**Required work**
How many lines in the data hold the string "wrote"? State the number alone.

(Saved entries)
BEGIN

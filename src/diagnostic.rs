//! Runtime diagnostics on stderr.
//!
//! Everything here formats into stack buffers and goes straight to the
//! Layer 0 write primitive, so reporting never allocates and still works
//! when the heap is the thing that failed.

use crate::config;
use crate::error::Error;
use crate::handle;
use crate::platform;

const WARN_HEADER: &[u8] = b"\x1b[1;33maki-rt warning:\x1b[0m ";
const FATAL_HEADER: &[u8] = b"\n\x1b[1;31m=== aki-rt fatal ===\x1b[0m\n";

pub fn write_stderr(msg: &[u8]) {
    let Some(fd) = handle::stderr() else {
        return;
    };
    // SAFETY: msg is a live slice; a failed write to stderr is ignored.
    unsafe { platform::write(fd, msg.as_ptr(), msg.len()) };
}

/// Format a usize as a 16-digit zero-padded hex string with 0x prefix.
pub fn format_hex(value: usize, buf: &mut [u8; 18]) -> &[u8] {
    const DIGITS: &[u8; 16] = b"0123456789abcdef";
    buf[0] = b'0';
    buf[1] = b'x';
    let mut v = value;
    for slot in buf[2..].iter_mut().rev() {
        *slot = DIGITS[v & 0xF];
        v >>= 4;
    }
    buf
}

/// Format a usize in decimal, right-aligned in `buf`; returns the digits.
pub fn format_dec(value: usize, buf: &mut [u8; 20]) -> &[u8] {
    let mut v = value;
    let mut i = buf.len();
    loop {
        i -= 1;
        buf[i] = b'0' + (v % 10) as u8;
        v /= 10;
        if v == 0 {
            break;
        }
    }
    &buf[i..]
}

/// Format a possibly negative status code.
pub fn format_status(status: isize, buf: &mut [u8; 21]) -> &[u8] {
    let mut digits = [0u8; 20];
    let magnitude = format_dec(status.unsigned_abs(), &mut digits);
    let start = buf.len() - magnitude.len();
    buf[start..].copy_from_slice(magnitude);
    if status < 0 {
        buf[start - 1] = b'-';
        &buf[start - 1..]
    } else {
        &buf[start..]
    }
}

fn write_dec(value: usize) {
    let mut buf = [0u8; 20];
    write_stderr(format_dec(value, &mut buf));
}

#[cfg(feature = "sanitize")]
fn write_hex(value: usize) {
    let mut buf = [0u8; 18];
    write_stderr(format_hex(value, &mut buf));
}

fn fatal_abort() -> ! {
    write_stderr(b"aborting.\n\n");
    // SAFETY: abort is provided by the C runtime and never returns.
    unsafe { platform::abort() }
}

/// Write the one-line description of `err` to `out`.
fn describe(err: &Error, out: &mut impl FnMut(&[u8])) {
    let mut dec = [0u8; 20];
    match *err {
        Error::AllocFailed { bytes } => {
            out(b"allocation failed, requested ");
            out(format_dec(bytes, &mut dec));
            out(b" bytes\n");
        }
        Error::WriteFailed { status } => {
            let mut buf = [0u8; 21];
            out(b"console write failed, status ");
            out(format_status(status, &mut buf));
            out(b"\n");
        }
        Error::Truncated { written, wanted } => {
            out(b"print output truncated, wrote ");
            out(format_dec(written, &mut dec));
            out(b" of ");
            out(format_dec(wanted, &mut dec));
            out(b" bytes\n");
        }
    }
}

/// Log a non-fatal `print` failure.
pub fn warn(err: &Error) {
    if !config::diagnostics_enabled() {
        return;
    }
    write_stderr(WARN_HEADER);
    describe(err, &mut write_stderr);
}

fn fatal_report(err: &Error, out: &mut impl FnMut(&[u8])) {
    out(FATAL_HEADER);
    out(b"ERROR: ");
    describe(err, out);
}

/// Report `err` and abort. Printed even when diagnostics are off.
pub fn fatal(err: &Error) -> ! {
    fatal_report(err, &mut write_stderr);
    fatal_abort();
}

pub fn alloc_failed(bytes: usize) -> ! {
    write_stderr(FATAL_HEADER);
    write_stderr(b"ERROR: out of memory\n  requested: ");
    write_dec(bytes);
    write_stderr(b" bytes\n");
    fatal_abort();
}

pub fn panicked() -> ! {
    write_stderr(FATAL_HEADER);
    write_stderr(b"ERROR: runtime panic\n");
    fatal_abort();
}

#[cfg(feature = "sanitize")]
pub fn invalid_free(addr: usize) -> ! {
    write_stderr(FATAL_HEADER);
    write_stderr(b"ERROR: invalid free\n  address: ");
    write_hex(addr);
    write_stderr(b"\n  Not a live allocation: double free or foreign pointer.\n");
    fatal_abort();
}

#[cfg(feature = "sanitize")]
pub fn overflow_detected(
    addr: usize,
    size: usize,
    prefix_corrupt: bool,
    suffix_corrupt: bool,
) -> ! {
    write_stderr(FATAL_HEADER);
    write_stderr(b"ERROR: buffer overflow detected (red zone corruption)\n  address: ");
    write_hex(addr);
    write_stderr(b"\n  size:    ");
    write_dec(size);
    write_stderr(b" bytes\n");
    if prefix_corrupt {
        write_stderr(b"  -> underflow: prefix red zone corrupted\n");
    }
    if suffix_corrupt {
        write_stderr(b"  -> overflow: suffix red zone corrupted\n");
    }
    fatal_abort();
}

#[cfg(feature = "sanitize")]
pub fn leak_header() {
    write_stderr(b"\n\x1b[1;33m=== aki-rt sanitizer: leak report ===\x1b[0m\n");
}

#[cfg(feature = "sanitize")]
pub fn leak(addr: usize, size: usize, kind: crate::sanitize::AllocKind) {
    write_stderr(b"  LEAK: ");
    write_hex(addr);
    write_stderr(b"  size=");
    write_dec(size);
    write_stderr(b"  via=");
    write_stderr(kind.name());
    write_stderr(b"\n");
}

#[cfg(feature = "sanitize")]
pub fn leak_footer(count: usize) {
    write_stderr(b"  total leaks: ");
    write_dec(count);
    write_stderr(b"\n\n");
}

#[cfg(test)]
mod tests {
    use super::*;

    #[test]
    fn hex_is_zero_padded() {
        let mut buf = [0u8; 18];
        assert_eq!(format_hex(0xdead_beef, &mut buf), b"0x00000000deadbeef");
        assert_eq!(format_hex(0, &mut buf), b"0x0000000000000000");
    }

    #[test]
    fn dec_has_no_padding() {
        let mut buf = [0u8; 20];
        assert_eq!(format_dec(0, &mut buf), b"0");
        assert_eq!(format_dec(4096, &mut buf), b"4096");
        assert_eq!(
            format_dec(usize::MAX, &mut buf),
            usize::MAX.to_string().as_bytes()
        );
    }

    #[test]
    fn status_keeps_sign() {
        let mut buf = [0u8; 21];
        assert_eq!(format_status(-22, &mut buf), b"-22");
        assert_eq!(format_status(13, &mut buf), b"13");
        assert_eq!(
            format_status(isize::MIN, &mut buf),
            isize::MIN.to_string().as_bytes()
        );
    }

    fn describe_to_string(err: &Error) -> String {
        let mut out = Vec::new();
        describe(err, &mut |bytes: &[u8]| out.extend_from_slice(bytes));
        String::from_utf8(out).unwrap()
    }

    #[test]
    fn errors_are_described_on_one_line() {
        assert_eq!(
            describe_to_string(&Error::WriteFailed { status: -9 }),
            "console write failed, status -9\n"
        );
        assert_eq!(
            describe_to_string(&Error::Truncated {
                written: 4095,
                wanted: 10_001
            }),
            "print output truncated, wrote 4095 of 10001 bytes\n"
        );
    }

    #[test]
    fn fatal_report_carries_the_header_and_the_error() {
        let mut out = Vec::new();
        fatal_report(&Error::WriteFailed { status: -5 }, &mut |bytes: &[u8]| {
            out.extend_from_slice(bytes)
        });
        let text = String::from_utf8(out).unwrap();
        assert!(text.contains("=== aki-rt fatal ==="));
        assert!(text.ends_with("ERROR: console write failed, status -5\n"));
    }
}
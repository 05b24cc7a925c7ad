//! Layer 2: line output.
//!
//! Every `print` is an independent allocate / format / write / free cycle.
//! Nothing is buffered between calls.

use core::ffi::{CStr, c_int};

use crate::config;
use crate::error::{Error, Result};
use crate::handle;
use crate::heap::{self, RawHeap, Scratch};
use crate::platform::{self, RawFd};

/// `%s` bounded by an explicit length, followed by the newline.
const LINE_FORMAT: &CStr = c"%.*s\n";

/// Status reported when the standard output selector does not resolve.
const NO_STREAM: isize = -1;

/// A byte sink with the raw write contract: the return value is the number
/// of bytes accepted, or negative on failure.
pub trait RawStream {
    fn write_raw(&self, bytes: &[u8]) -> isize;
}

/// A platform stream handle.
#[derive(Clone, Copy, Debug, PartialEq, Eq)]
pub struct Console {
    fd: RawFd,
}

impl Console {
    pub const fn from_raw(fd: RawFd) -> Self {
        Self { fd }
    }

    pub fn stdout() -> Option<Self> {
        handle::stdout().map(Self::from_raw)
    }

    pub fn raw(&self) -> RawFd {
        self.fd
    }
}

impl RawStream for Console {
    fn write_raw(&self, bytes: &[u8]) -> isize {
        // SAFETY: bytes is a live slice.
        unsafe { platform::write(self.fd, bytes.as_ptr(), bytes.len()) }
    }
}

/// The part of `text` that is printed: everything before the first NUL.
fn line_text(text: &[u8]) -> &[u8] {
    let end = text.iter().position(|&b| b == 0).unwrap_or(text.len());
    &text[..end]
}

/// The `%.*s` precision for `len` bytes of text into `capacity` bytes.
///
/// Never more than the buffer can hold, and small enough that the whole
/// line still has a length `snprintf` can report.
fn precision(len: usize, capacity: usize) -> c_int {
    let limit = usize::try_from(c_int::MAX - 1).unwrap_or(usize::MAX);
    c_int::try_from(len.min(capacity).min(limit)).unwrap_or(c_int::MAX - 1)
}

/// Format `text` plus a newline into `scratch`.
///
/// `text` must hold no NUL byte. The buffer ends up with a terminated
/// prefix of the line; a negative return means formatting failed.
fn compose_line<H: RawHeap + ?Sized>(scratch: &mut Scratch<'_, H>, text: &[u8]) -> c_int {
    let capacity = scratch.capacity();
    // SAFETY: the buffer holds `capacity` writable bytes, the format takes
    // exactly an int precision and a pointer readable for that many bytes.
    unsafe {
        platform::snprintf(
            scratch.as_mut_ptr().cast(),
            capacity,
            LINE_FORMAT.as_ptr(),
            precision(text.len(), capacity),
            text.as_ptr(),
        )
    }
}

/// Write `text` and a newline to stdout through the default heap.
///
/// Returns the number of bytes the stream accepted.
pub fn print(text: &[u8]) -> Result<usize> {
    let console = Console::stdout().ok_or(Error::WriteFailed { status: NO_STREAM })?;
    print_in(heap::default_heap(), &console, text, config::scratch_size())
}

/// `print` against an explicit heap, stream and scratch size.
///
/// At most `scratch_size - 1` bytes are written. When the line does not
/// fit, the written prefix is reported as `Error::Truncated`.
pub fn print_in<H, S>(heap: &H, out: &S, text: &[u8], scratch_size: usize) -> Result<usize>
where
    H: RawHeap + ?Sized,
    S: RawStream + ?Sized,
{
    let text = line_text(text);
    let wanted = text.len().saturating_add(1);
    let mut scratch = Scratch::new_in(heap, scratch_size)?;
    let composed = compose_line(&mut scratch, text);
    if composed < 0 {
        return Err(Error::WriteFailed {
            status: composed as isize,
        });
    }
    let len = wanted.min(scratch.capacity().saturating_sub(1));
    let status = out.write_raw(&scratch.as_slice()[..len]);
    drop(scratch);

    let written = usize::try_from(status).map_err(|_| Error::WriteFailed { status })?;
    if wanted > len {
        return Err(Error::Truncated { written, wanted });
    }
    Ok(written)
}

END

**Your solution**
2